We are in broad agreement with the plea of Lustick and Tetlock (2021) for the use of theory-guided simulations in aiding decision-making on complex issues, and content that this appeal has a reach well beyond geopolitical questions. Saltelli et al. (2019) lament the fact that simulation and modeling is not its own field (c.f., Padilla et al., 2017), yet is being practiced across many fields, because it hampers the development of shared best practices. The simulation manifesto of Lustick and Tetlock (2021) unfortunately exemplifies this regrettable state of affairs because it seems that they are trying to reinvent the wheel. We have highlighted here primarily the rich body of literature on exploratory modeling which could have meaningfully informed and strengthened the manifesto.
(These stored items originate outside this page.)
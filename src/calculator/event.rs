//! Events that drive the calculator

use super::state::Operator;
use serde::{Deserialize, Serialize};

/// Events that trigger state transitions
#[derive(Debug, Clone, PartialEq, Eq, Serialize, Deserialize)]
#[serde(tag = "type", rename_all = "snake_case")]
pub enum Event {
    // Arithmetic
    AppendSymbol {
        symbol: char,
    },
    SelectOperator {
        operator: Operator,
    },
    Clear,
    DeleteLastSymbol,
    Evaluate,

    // Query overlay
    ToggleQueryMode,
    SetQueryText {
        text: String,
    },
    BeginQuery,
    SubmitQuery {
        text: String,
    },
    /// Oracle round trip finished. Only the runtime produces this.
    CompleteQuery {
        answer: String,
        #[serde(default)]
        note: Option<String>,
    },
    ClearHistory,
}

impl Event {
    /// Short name for logging
    pub fn name(&self) -> &'static str {
        match self {
            Event::AppendSymbol { .. } => "append_symbol",
            Event::SelectOperator { .. } => "select_operator",
            Event::Clear => "clear",
            Event::DeleteLastSymbol => "delete_last_symbol",
            Event::Evaluate => "evaluate",
            Event::ToggleQueryMode => "toggle_query_mode",
            Event::SetQueryText { .. } => "set_query_text",
            Event::BeginQuery => "begin_query",
            Event::SubmitQuery { .. } => "submit_query",
            Event::CompleteQuery { .. } => "complete_query",
            Event::ClearHistory => "clear_history",
        }
    }

    /// Whether a client may send this event directly. `BeginQuery` only
    /// happens as part of `SubmitQuery`; sent alone it would leave the
    /// oracle marked busy with nothing in flight.
    pub fn is_user_event(&self) -> bool {
        !matches!(self, Event::BeginQuery | Event::CompleteQuery { .. })
    }
}
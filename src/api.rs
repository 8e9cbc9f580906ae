//! HTTP API for the calculator

mod handlers;
mod sse;
mod types;

pub use handlers::create_router;

use crate::runtime::RuntimeHandle;

/// Application state shared across handlers
#[derive(Clone)]
pub struct AppState {
    pub runtime: RuntimeHandle,
    /// Model behind the oracle, if one is configured
    pub model_id: Option<String>,
}

impl AppState {
    pub fn new(runtime: RuntimeHandle, model_id: Option<String>) -> Self {
        Self { runtime, model_id }
    }
}
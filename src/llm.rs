//! LLM provider abstraction
//!
//! Provides a common interface for the language model behind the oracle.

mod config;
mod error;
mod gemini;
mod types;

pub use config::LlmConfig;
pub use error::LlmError;
pub use gemini::{GeminiModel, GeminiService};
pub use types::*;

use async_trait::async_trait;
use std::sync::Arc;

/// Common interface for LLM providers
#[async_trait]
pub trait LlmService: Send + Sync {
    /// Make a completion request
    async fn complete(&self, request: &LlmRequest) -> Result<LlmResponse, LlmError>;

    /// Get the model ID
    fn model_id(&self) -> &str;
}

/// Logging wrapper for LLM services
pub struct LoggingService {
    inner: Arc<dyn LlmService>,
    model_id: String,
}

impl LoggingService {
    pub fn new(inner: Arc<dyn LlmService>) -> Self {
        let model_id = inner.model_id().to_string();
        Self { inner, model_id }
    }
}

#[async_trait]
impl LlmService for LoggingService {
    async fn complete(&self, request: &LlmRequest) -> Result<LlmResponse, LlmError> {
        let start = std::time::Instant::now();
        let result = self.inner.complete(request).await;
        let duration = start.elapsed();

        match &result {
            Ok(response) => {
                tracing::info!(
                    model = %self.model_id,
                    duration_ms = %duration.as_millis(),
                    input_tokens = response.usage.input_tokens,
                    output_tokens = response.usage.output_tokens,
                    finish_reason = response.finish_reason.as_deref().unwrap_or("unknown"),
                    "LLM request completed"
                );
            }
            Err(e) => {
                tracing::error!(
                    model = %self.model_id,
                    duration_ms = %duration.as_millis(),
                    error = %e.message,
                    retryable = e.kind.is_retryable(),
                    "LLM request failed"
                );
            }
        }

        result
    }

    fn model_id(&self) -> &str {
        &self.model_id
    }
}
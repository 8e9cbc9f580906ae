//! Effects produced by state transitions

/// Effects to be executed after state transition
#[derive(Debug, Clone, PartialEq, Eq)]
pub enum Effect {
    /// Ask the oracle; the runtime feeds the answer back as `Event::CompleteQuery`
    RequestAnswer { query: String },
}

impl Effect {
    pub fn request_answer(query: impl Into<String>) -> Self {
        Effect::RequestAnswer {
            query: query.into(),
        }
    }
}
//! HTTP request handlers

use super::sse::sse_stream;
use super::types::{ErrorResponse, QueryRequest, QueuedResponse, StateResponse, VersionResponse};
use super::AppState;
use crate::calculator::Event;
use crate::runtime::RuntimeError;
use axum::{
    extract::{rejection::JsonRejection, State},
    http::StatusCode,
    response::{IntoResponse, Response},
    routing::{delete, get, post},
    Json, Router,
};

/// Create the API router
pub fn create_router(state: AppState) -> Router {
    Router::new()
        .route("/api/state", get(get_state))
        .route("/api/events", post(dispatch_event))
        .route("/api/query", post(submit_query))
        .route("/api/history", delete(clear_history))
        .route("/api/stream", get(stream_state))
        .route("/version", get(get_version))
        .with_state(state)
}

// ============================================================
// State
// ============================================================

async fn get_state(State(state): State<AppState>) -> Json<StateResponse> {
    Json(StateResponse::new(state.runtime.snapshot()))
}

async fn stream_state(State(state): State<AppState>) -> impl IntoResponse {
    // Subscribe before taking the snapshot so no update falls in between
    let broadcast_rx = state.runtime.subscribe();
    sse_stream(state.runtime.snapshot(), broadcast_rx)
}

// ============================================================
// Actions
// ============================================================

async fn dispatch_event(
    State(state): State<AppState>,
    payload: Result<Json<Event>, JsonRejection>,
) -> Result<Json<QueuedResponse>, AppError> {
    let Json(event) = payload.map_err(|e| AppError::BadRequest(e.body_text()))?;

    if !event.is_user_event() {
        return Err(AppError::BadRequest(format!(
            "{} cannot be sent by clients",
            event.name()
        )));
    }
    if matches!(event, Event::SubmitQuery { .. }) && state.runtime.snapshot().is_pending {
        return Err(AppError::QueryPending);
    }

    state.runtime.send_event(event).await?;
    Ok(Json(QueuedResponse { queued: true }))
}

async fn submit_query(
    State(state): State<AppState>,
    payload: Result<Json<QueryRequest>, JsonRejection>,
) -> Result<Json<QueuedResponse>, AppError> {
    let Json(req) = payload.map_err(|e| AppError::BadRequest(e.body_text()))?;

    if req.text.trim().is_empty() {
        return Ok(Json(QueuedResponse { queued: false }));
    }
    if state.runtime.snapshot().is_pending {
        return Err(AppError::QueryPending);
    }

    state
        .runtime
        .send_event(Event::SubmitQuery { text: req.text })
        .await?;
    Ok(Json(QueuedResponse { queued: true }))
}

async fn clear_history(State(state): State<AppState>) -> Result<Json<QueuedResponse>, AppError> {
    state.runtime.send_event(Event::ClearHistory).await?;
    Ok(Json(QueuedResponse { queued: true }))
}

// ============================================================
// Version
// ============================================================

async fn get_version(State(state): State<AppState>) -> Json<VersionResponse> {
    Json(VersionResponse {
        version: env!("CARGO_PKG_VERSION"),
        model: state.model_id,
    })
}

// ============================================================
// Error Handling
// ============================================================

#[derive(Debug)]
enum AppError {
    BadRequest(String),
    QueryPending,
    Unavailable(String),
}

impl From<RuntimeError> for AppError {
    fn from(e: RuntimeError) -> Self {
        AppError::Unavailable(e.to_string())
    }
}

impl IntoResponse for AppError {
    fn into_response(self) -> Response {
        let (status, message) = match self {
            AppError::BadRequest(msg) => (StatusCode::BAD_REQUEST, msg),
            AppError::QueryPending => (
                StatusCode::CONFLICT,
                "A query is already in flight".to_string(),
            ),
            AppError::Unavailable(msg) => (StatusCode::SERVICE_UNAVAILABLE, msg),
        };

        let body = Json(ErrorResponse::new(message));
        (status, body).into_response()
    }
}
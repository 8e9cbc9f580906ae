//! Environment configuration for the oracle's language model

use super::{GeminiModel, GeminiService, LlmService, LoggingService};
use std::sync::Arc;
use std::time::Duration;

const DEFAULT_QUERY_TIMEOUT: Duration = Duration::from_secs(30);

/// Configuration for the LLM provider
#[derive(Debug, Clone, Default)]
pub struct LlmConfig {
    pub gemini_api_key: Option<String>,
    /// exe.dev-style gateway URL (e.g., `http://169.254.169.254/gateway/llm`)
    pub gateway: Option<String>,
    pub model: GeminiModel,
    /// Upper bound on one oracle round trip
    pub query_timeout: Option<Duration>,
}

impl LlmConfig {
    pub fn from_env() -> Self {
        Self::from_lookup(|name| std::env::var(name).ok())
    }

    fn from_lookup(lookup: impl Fn(&str) -> Option<String>) -> Self {
        let model = lookup("DRAGON_MODEL")
            .and_then(|name| match name.parse::<GeminiModel>() {
                Ok(model) => Some(model),
                Err(e) => {
                    tracing::warn!(error = %e, "Ignoring DRAGON_MODEL");
                    None
                }
            })
            .unwrap_or_default();

        Self {
            gemini_api_key: lookup("GEMINI_API_KEY")
                .filter(|key| !key.is_empty())
                .or_else(|| lookup("API_KEY")),
            gateway: lookup("LLM_GATEWAY"),
            model,
            query_timeout: lookup("DRAGON_QUERY_TIMEOUT_SECS")
                .and_then(|secs| secs.parse().ok())
                .map(Duration::from_secs),
        }
    }

    pub fn query_timeout(&self) -> Duration {
        self.query_timeout.unwrap_or(DEFAULT_QUERY_TIMEOUT)
    }

    /// Build the configured service, or `None` when no credentials are available
    pub fn build_service(&self) -> Option<Arc<dyn LlmService>> {
        // In gateway mode the gateway handles authentication
        let api_key = if self.gateway.is_some() {
            "implicit".to_string()
        } else {
            self.gemini_api_key.clone().filter(|key| !key.is_empty())?
        };

        match GeminiService::new(api_key, self.model, self.gateway.as_deref()) {
            Ok(service) => Some(Arc::new(LoggingService::new(Arc::new(service)))),
            Err(e) => {
                tracing::error!(error = %e, "Failed to create Gemini service");
                None
            }
        }
    }
}
//! Common types for LLM interactions

/// LLM request
#[derive(Debug, Clone)]
pub struct LlmRequest {
    pub system: Option<String>,
    pub messages: Vec<LlmMessage>,
    pub max_tokens: Option<u32>,
    pub response_format: ResponseFormat,
}

impl LlmRequest {
    /// Single user turn, free-form text reply
    pub fn user_prompt(text: impl Into<String>) -> Self {
        Self {
            system: None,
            messages: vec![LlmMessage::user(text)],
            max_tokens: None,
            response_format: ResponseFormat::Text,
        }
    }

    pub fn with_json_response(mut self) -> Self {
        self.response_format = ResponseFormat::Json;
        self
    }

    pub fn with_max_tokens(mut self, max_tokens: u32) -> Self {
        self.max_tokens = Some(max_tokens);
        self
    }
}

/// Requested shape of the model output
#[derive(Debug, Clone, Copy, PartialEq, Eq, Default)]
pub enum ResponseFormat {
    #[default]
    Text,
    /// Raw JSON, no markdown wrapping
    Json,
}

/// A user turn; the oracle never replays model turns
#[derive(Debug, Clone)]
pub struct LlmMessage {
    pub text: String,
}

impl LlmMessage {
    pub fn user(text: impl Into<String>) -> Self {
        Self { text: text.into() }
    }
}

/// LLM response
#[derive(Debug, Clone, Default)]
pub struct LlmResponse {
    /// Concatenated text parts
    pub text: String,
    pub finish_reason: Option<String>,
    pub usage: Usage,
}

/// Usage statistics
#[derive(Debug, Clone, Copy, Default)]
pub struct Usage {
    pub input_tokens: u64,
    pub output_tokens: u64,
}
Other examples where Lustick and Tetlock (2021) bypass much relevant literature could easily have been given as well. For example, both the shale gas study and the homegrown terrorism study relied on system dynamics models, rather than agent-based models, as advocated by Lustick and Tetlock (2021). Rather than fruitlessly debating which is the better approach, we content that both can be useful for representing key causal mechanisms, and both produce emergent aggregate dynamics. The primary difference is the level at which causal mechanisms are described. System dynamics models use a lumped, mesoscopic representation where the aggregate dynamics are an emergent property of interacting feedback loops involving accumulation and delay. If there is no obvious way of lumping, or compartmentalizing, your agents, a microscopic representation where the aggregate dynamics arise out of local interactions among heterogeneous agents as used in agent-based models is more suitable (c.f., Rahmandad & Sterman, 2008). Similar remarks could be made with respect to federating models, which under labels such as multimodeling, multimodel ecologies, and co-simulation is being practices in various scientific fields (Nikolic et al., 2019).